Summary
The seeker in Saul Bellow’s fiction is no Ulysses, Hamlet, Don Quixote, Gulliver, Huck Finn, or Ishmael. He is the philosophical clown, the innocent American, and adventurous discoverer of a spiritual quest that begins with the knowledge that “man’s character is his fate” and ends with the realization that “man’s fate is his character.” Eugene Henderson is a tremendously comic figure, oversized in physique, great in his appetites, obsessed by the demands of an “I want, I want” that clamors without appeasement within him. He is fifty-five years old and has a violent temper; he has more money than even his eccentric needs demand, a second wife, and an assortment of children. He turns his home into a pig farm, learns to play the violin, and acquires a reputation for drinking and crude manners. When he tries to sum up his life, it is, as he says, a mess, a fact he realizes without knowing the reasons for it. When he can no longer face himself, his family, or his past, he flees to Africa with dreams of becoming another Dr. Grenville or Albert Schweitzer. Africa, as Henderson sees it, is an empty and secret land, the last outpost of the prehuman past, a land unmarked by the footprints of history.
With a native guide, Romilayu, he arrives in the land of the Arnewi, where he engages in a ritual wrestling bout with Itelo, the champion of the tribe. Even in that remote place, however, he cannot escape his past; he remains a millionaire, a wanderer, a violent man looking for peace and happiness. The queen of these gentle people tells him that his malady is the grun-tumolani, the will to live instead of to die. Accepted by the Arnewi and courted by the queen’s sister, Mtalba, Henderson plans to cleanse the tribe’s sacred cistern, which is infested with frogs. His homemade bomb, however, blasts away the wall of the cistern, and the water seeps into the parched earth. Rather than face the consequences of this disaster, he runs away.
Henderson next turns up among the Wariri, a more warlike and savage tribe. The king is Dahfu, a ruler considerably more educated than his subjects, for he studied in a missionary school and can speak to Henderson in English. While watching a tribal festival, Henderson is moved to lift the statue of Mummah, goddess of clouds, after several of the Wariri have failed to budge the massive idol. His act of strength, he soon discovers, is sacramental. When a sudden downpour follows, he is acclaimed as the new Sungo, or rain king, of the tribe, and he is compelled to put on the green silk drawers of his office. Henderson, elevated to a post in which he becomes a scapegoat for the capricious rain goddess, is no better off than he was before; he is as much governed by ritual as King Dahfu, who will rule only as long as his powers of procreation last. When those powers fail, he will be strangled and another ruler selected.

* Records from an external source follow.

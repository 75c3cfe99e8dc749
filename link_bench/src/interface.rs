use serde::Serialize;

/// A known host/accelerator link and its theoretical one-direction bandwidth.
#[derive(Debug, Clone, Copy, PartialEq, Serialize)]
pub struct InterfaceProfile {
    pub name: &'static str,
    pub theoretical_gbps: f64,
    pub description: &'static str,
}

const fn profile(name: &'static str, theoretical_gbps: f64, description: &'static str) -> InterfaceProfile {
    InterfaceProfile {
        name,
        theoretical_gbps,
        description,
    }
}

/// Reference links ordered from PCIe generations to external enclosures.  Classification ties resolve to the
/// earlier entry.
pub static REFERENCE_PROFILES: [InterfaceProfile; 20] = [
    profile("PCIe 3.0 x1", 0.985, "8 GT/s, 128b/130b, single lane"),
    profile("PCIe 3.0 x4", 3.94, "8 GT/s, 128b/130b, four lanes"),
    profile("PCIe 3.0 x8", 7.88, "8 GT/s, 128b/130b, eight lanes"),
    profile("PCIe 3.0 x16", 15.75, "8 GT/s, 128b/130b, full-width slot"),
    profile("PCIe 4.0 x1", 1.97, "16 GT/s, 128b/130b, single lane"),
    profile("PCIe 4.0 x4", 7.88, "16 GT/s, 128b/130b, four lanes"),
    profile("PCIe 4.0 x8", 15.75, "16 GT/s, 128b/130b, eight lanes"),
    profile("PCIe 4.0 x16", 31.5, "16 GT/s, 128b/130b, full-width slot"),
    profile("PCIe 5.0 x1", 3.94, "32 GT/s, 128b/130b, single lane"),
    profile("PCIe 5.0 x4", 15.75, "32 GT/s, 128b/130b, four lanes"),
    profile("PCIe 5.0 x8", 31.5, "32 GT/s, 128b/130b, eight lanes"),
    profile("PCIe 5.0 x16", 63.0, "32 GT/s, 128b/130b, full-width slot"),
    profile("Thunderbolt 3", 2.75, "40 Gb/s link, PCIe 3.0 x4 tunnel capped at 22 Gb/s of data"),
    profile("Thunderbolt 4", 3.0, "40 Gb/s link, PCIe 3.0 x4 tunnel at 32 Gb/s with controller overhead"),
    profile("Thunderbolt 5", 8.0, "80 Gb/s link, PCIe 4.0 x4 tunnel at 64 Gb/s"),
    profile("USB 3.2 Gen 2", 1.25, "10 Gb/s"),
    profile("USB 3.2 Gen 2x2", 2.5, "20 Gb/s"),
    profile("USB4 40Gbps", 5.0, "40 Gb/s USB4 with PCIe tunnelling"),
    profile("OCuLink PCIe 3.0 x4", 3.94, "SFF-8611 cable, PCIe 3.0 x4"),
    profile("OCuLink PCIe 4.0 x4", 7.88, "SFF-8611 cable, PCIe 4.0 x4"),
];

#[cfg(test)]
mod tests {
    use super::*;

    #[test]
    fn test_table_is_sane() {
        assert_eq!(REFERENCE_PROFILES.len(), 20);
        for p in REFERENCE_PROFILES.iter() {
            assert!(p.theoretical_gbps > 0.0, "{}", p.name);
            assert!(!p.description.is_empty());
        }
    }

    #[test]
    fn test_names_are_unique() {
        let mut names: Vec<_> = REFERENCE_PROFILES.iter().map(|p| p.name).collect();
        names.sort_unstable();
        names.dedup();
        assert_eq!(names.len(), REFERENCE_PROFILES.len());
    }
}
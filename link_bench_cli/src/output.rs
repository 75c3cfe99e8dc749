use std::io::{self, Write};

use error_printer::ErrorPrinter;
use link_bench::{ProgressReporter, SuiteReport};

const PROGRESS_NAME_WIDTH: usize = 40;

fn line_ending(raw_terminal: bool) -> &'static str {
    if raw_terminal { "\r\n" } else { "\n" }
}

/// Redraws a single `<test> <percent>%` line on stderr.
#[derive(Debug)]
pub struct ConsoleProgress {
    enabled: bool,
    line_end: &'static str,
}

impl ConsoleProgress {
    pub fn new(enabled: bool, raw_terminal: bool) -> Self {
        Self {
            enabled,
            line_end: line_ending(raw_terminal),
        }
    }
}

impl ProgressReporter for ConsoleProgress {
    fn report(&self, test_name: &str, percent: u8) {
        if !self.enabled {
            return;
        }
        let end = if percent == 100 { self.line_end } else { "" };
        let mut stderr = io::stderr().lock();
        let _ = write!(stderr, "\r{test_name:<PROGRESS_NAME_WIDTH$} {percent:>3}%{end}");
        let _ = stderr.flush();
    }
}

/// Writes suite reports to stdout, as a table or as JSON lines.
#[derive(Debug)]
pub struct ReportOutput {
    json: bool,
    raw_terminal: bool,
}

impl ReportOutput {
    pub fn new(json: bool, raw_terminal: bool) -> Self {
        Self { json, raw_terminal }
    }

    pub fn render(&self, report: &SuiteReport) -> Option<String> {
        let text = if self.json {
            let mut line = serde_json::to_string(report).log_error("Failed to serialize suite report").ok()?;
            line.push('\n');
            line
        } else {
            format!("{report}\n")
        };

        if self.raw_terminal {
            Some(text.replace('\n', "\r\n"))
        } else {
            Some(text)
        }
    }

    pub fn emit(&self, report: &SuiteReport) {
        let Some(text) = self.render(report) else {
            return;
        };
        let mut stdout = io::stdout().lock();
        let _ = stdout
            .write_all(text.as_bytes())
            .and_then(|_| stdout.flush())
            .warn_error("Failed to write suite report");
    }
}
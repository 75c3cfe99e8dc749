use serde::Serialize;

use crate::interface::{InterfaceProfile, REFERENCE_PROFILES};

/// Window of "percent of theoretical bandwidth" that counts as a plausible real-world measurement.
/// Both bounds are inclusive.
#[derive(Debug, Clone, Copy, PartialEq, Serialize)]
pub struct RealisticRange {
    pub min_percent: f64,
    pub max_percent: f64,
}

impl RealisticRange {
    pub const DEFAULT_MIN_PERCENT: f64 = 60.0;
    pub const DEFAULT_MAX_PERCENT: f64 = 95.0;

    pub fn new(min_percent: f64, max_percent: f64) -> Self {
        Self {
            min_percent,
            max_percent,
        }
    }

    pub fn contains(&self, percent: f64) -> bool {
        self.min_percent <= percent && percent <= self.max_percent
    }
}

impl Default for RealisticRange {
    fn default() -> Self {
        Self::new(Self::DEFAULT_MIN_PERCENT, Self::DEFAULT_MAX_PERCENT)
    }
}

#[derive(Debug, Clone, Copy, PartialEq, Serialize)]
pub struct ClassificationResult {
    /// None only when the profile table is empty.
    pub matched_profile: Option<InterfaceProfile>,
    pub percent_of_theoretical: f64,
    pub is_realistic: bool,
}

/// Maps a measured bandwidth to the most plausible link in a profile table.
#[derive(Debug, Clone)]
pub struct InterfaceClassifier<'a> {
    profiles: &'a [InterfaceProfile],
    range: RealisticRange,
}

impl Default for InterfaceClassifier<'static> {
    fn default() -> Self {
        Self::new(RealisticRange::default())
    }
}

impl InterfaceClassifier<'static> {
    /// Classifier over the compiled-in reference table.
    pub fn new(range: RealisticRange) -> Self {
        Self::with_profiles(&REFERENCE_PROFILES, range)
    }
}

impl<'a> InterfaceClassifier<'a> {
    pub fn with_profiles(profiles: &'a [InterfaceProfile], range: RealisticRange) -> Self {
        Self { profiles, range }
    }

    pub fn range(&self) -> RealisticRange {
        self.range
    }

    /// Nearest-match search, first among profiles where the measurement lands inside the realistic range,
    /// then among all profiles.  Never fails; the fallback result carries `is_realistic = false`.
    pub fn analyze_bandwidth(&self, measured_gbps: f64) -> ClassificationResult {
        let realistic = if measured_gbps > 0.0 && measured_gbps.is_finite() {
            self.nearest(measured_gbps, |p| {
                p.theoretical_gbps > 0.0 && self.range.contains(percent_of(measured_gbps, p))
            })
        } else {
            None
        };

        let (matched, is_realistic) = match realistic {
            Some(p) => (Some(p), true),
            None => (self.nearest(measured_gbps, |_| true), false),
        };

        ClassificationResult {
            matched_profile: matched.copied(),
            percent_of_theoretical: matched.map(|p| percent_of(measured_gbps, p)).unwrap_or(0.0),
            is_realistic,
        }
    }

    /// First profile (in table order) minimizing `|theoretical - measured|` among those accepted by `filter`.
    fn nearest(&self, measured_gbps: f64, filter: impl Fn(&InterfaceProfile) -> bool) -> Option<&'a InterfaceProfile> {
        let mut best: Option<(&'a InterfaceProfile, f64)> = None;

        for p in self.profiles.iter().filter(|p| filter(p)) {
            let diff = (p.theoretical_gbps - measured_gbps).abs();
            match best {
                Some((_, best_diff)) if diff >= best_diff => {},
                _ => best = Some((p, diff)),
            }
        }

        best.map(|(p, _)| p)
    }
}

fn percent_of(measured_gbps: f64, profile: &InterfaceProfile) -> f64 {
    if profile.theoretical_gbps > 0.0 {
        measured_gbps / profile.theoretical_gbps * 100.0
    } else {
        0.0
    }
}
use std::fmt;

use serde::Serialize;

/// Unit of the values in a [`SampleSeries`] and the [`crate::TestResult`] summarizing it.
#[derive(Debug, Clone, Copy, PartialEq, Eq, Serialize)]
pub enum Unit {
    #[serde(rename = "GB/s")]
    GigabytesPerSecond,
    #[serde(rename = "us")]
    Microseconds,
}

impl Unit {
    pub fn as_str(&self) -> &'static str {
        match self {
            Unit::GigabytesPerSecond => "GB/s",
            Unit::Microseconds => "us",
        }
    }
}

impl fmt::Display for Unit {
    fn fmt(&self, f: &mut fmt::Formatter<'_>) -> fmt::Result {
        f.write_str(self.as_str())
    }
}

/// Measurements of one test in the order they were taken.
#[derive(Debug, Clone, Default, PartialEq)]
pub struct SampleSeries {
    samples: Vec<f64>,
}

impl SampleSeries {
    pub fn new() -> Self {
        Self::default()
    }

    pub fn with_capacity(capacity: usize) -> Self {
        Self {
            samples: Vec::with_capacity(capacity),
        }
    }

    pub fn push(&mut self, sample: f64) {
        debug_assert!(sample >= 0.0, "samples are non-negative, got {sample}");
        self.samples.push(sample);
    }

    pub fn len(&self) -> usize {
        self.samples.len()
    }

    pub fn is_empty(&self) -> bool {
        self.samples.is_empty()
    }

    pub fn as_slice(&self) -> &[f64] {
        &self.samples
    }
}

impl From<Vec<f64>> for SampleSeries {
    fn from(samples: Vec<f64>) -> Self {
        Self { samples }
    }
}

impl FromIterator<f64> for SampleSeries {
    fn from_iter<I: IntoIterator<Item = f64>>(iter: I) -> Self {
        Self {
            samples: iter.into_iter().collect(),
        }
    }
}
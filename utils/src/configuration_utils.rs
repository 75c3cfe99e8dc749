use std::path::PathBuf;
use std::str::FromStr;

use tracing::{debug, info, warn};

use crate::ByteSize;

/// Prefix shared by every environment variable the benchmark reads.
pub const ENV_PREFIX: &str = "LINKBENCH_";

/// A trait to control how a value is parsed from an environment string or other config source
/// if it's present.
pub trait ParsableConfigValue: std::fmt::Debug + Sized {
    fn parse_user_value(value: &str) -> Option<Self>;

    /// Parse the value, returning the default if it can't be parsed.
    /// Issue a warning if it can't be parsed.
    fn parse(variable_name: &str, value: Option<String>, default: Self) -> Self {
        match value {
            Some(v) => match Self::parse_user_value(&v) {
                Some(v) => {
                    info!("Config: {variable_name} = {v:?} (user set)");
                    v
                },
                None => {
                    warn!(
                        "Configuration value {v} for {variable_name} cannot be parsed into correct type; reverting to default."
                    );
                    info!("Config: {variable_name} = {default:?} (default due to parse error)");
                    default
                },
            },
            None => {
                debug!("Config: {variable_name} = {default:?} (default)");
                default
            },
        }
    }
}

/// Most values work with the FromStr implementation, but we want to override the behavior for some types
/// (e.g. Option<T> and bool) to have custom parsing behavior.
pub trait FromStrParseable: FromStr + std::fmt::Debug {}

impl<T: FromStrParseable> ParsableConfigValue for T {
    fn parse_user_value(value: &str) -> Option<Self> {
        value.trim().parse::<T>().ok()
    }
}

impl FromStrParseable for usize {}
impl FromStrParseable for u32 {}
impl FromStrParseable for u64 {}
impl FromStrParseable for f64 {}
impl FromStrParseable for String {}
impl FromStrParseable for ByteSize {}

/// Special handling for bool:
/// - true: "1","true","yes","y","on"  -> true
/// - false: "0","false","no","n","off" -> false
pub fn parse_bool_value(value: &str) -> Option<bool> {
    let t = value.trim().to_ascii_lowercase();

    match t.as_str() {
        "0" | "false" | "no" | "n" | "off" => Some(false),
        "1" | "true" | "yes" | "y" | "on" => Some(true),
        _ => None,
    }
}

impl ParsableConfigValue for bool {
    fn parse_user_value(value: &str) -> Option<Self> {
        parse_bool_value(value)
    }
}

/// Enable Option<T> to allow the default value to be None if nothing is set and appear as
/// Some(Value) if the user specifies the value.
impl<T: ParsableConfigValue> ParsableConfigValue for Option<T> {
    fn parse_user_value(value: &str) -> Option<Self> {
        T::parse_user_value(value).map(Some)
    }
}

/// Expands a leading `~` and makes the path absolute relative to the current directory.
pub fn normalized_path_from_user_string(path: impl AsRef<str>) -> PathBuf {
    let expanded = shellexpand::tilde(path.as_ref());
    let path = PathBuf::from(expanded.as_ref());
    std::path::absolute(&path).unwrap_or(path)
}

#[cfg(test)]
mod tests {
    use super::*;

    #[test]
    fn test_bool_parsing() {
        for v in ["1", "true", "YES", " y ", "On"] {
            assert_eq!(bool::parse_user_value(v), Some(true), "{v}");
        }
        for v in ["0", "false", "No", "n", "OFF"] {
            assert_eq!(bool::parse_user_value(v), Some(false), "{v}");
        }
        assert_eq!(bool::parse_user_value("maybe"), None);
    }

    #[test]
    fn test_parse_reverts_to_default() {
        assert_eq!(usize::parse("X", Some("not a number".to_owned()), 7), 7);
        assert_eq!(usize::parse("X", Some("12".to_owned()), 7), 12);
        assert_eq!(usize::parse("X", None, 7), 7);
    }

    #[test]
    fn test_option_parsing() {
        assert_eq!(Option::<u64>::parse("X", Some("5".to_owned()), None), Some(5));
        assert_eq!(Option::<u64>::parse("X", None, None), None);
    }

    #[test]
    fn test_byte_size_parsing() {
        let v = ByteSize::parse("X", Some("2kib".to_owned()), ByteSize::new(1));
        assert_eq!(v.as_u64(), 2048);
    }

    #[test]
    fn test_normalized_path_is_absolute() {
        let p = normalized_path_from_user_string("results.csv");
        assert!(p.is_absolute());
        assert!(p.ends_with("results.csv"));
    }
}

In the end, Dahfu is the means of Henderson’s salvation. In an underground pit, he keeps a pet lion, Atti, a creature hated and feared by the Wariri because they believe the beast has bewitched their king. As Dahfu continues to postpone the ritual capture of the wild lion supposed to contain his father’s spirit, the chief priest and the king’s uncle plot against him. Under Dahfu’s tutelage, meanwhile, Henderson learns to romp with the lion and imitate its roars. Dahfu tells him to act the lion’s role and to be a beast;...
(This entire section contains 948 words.)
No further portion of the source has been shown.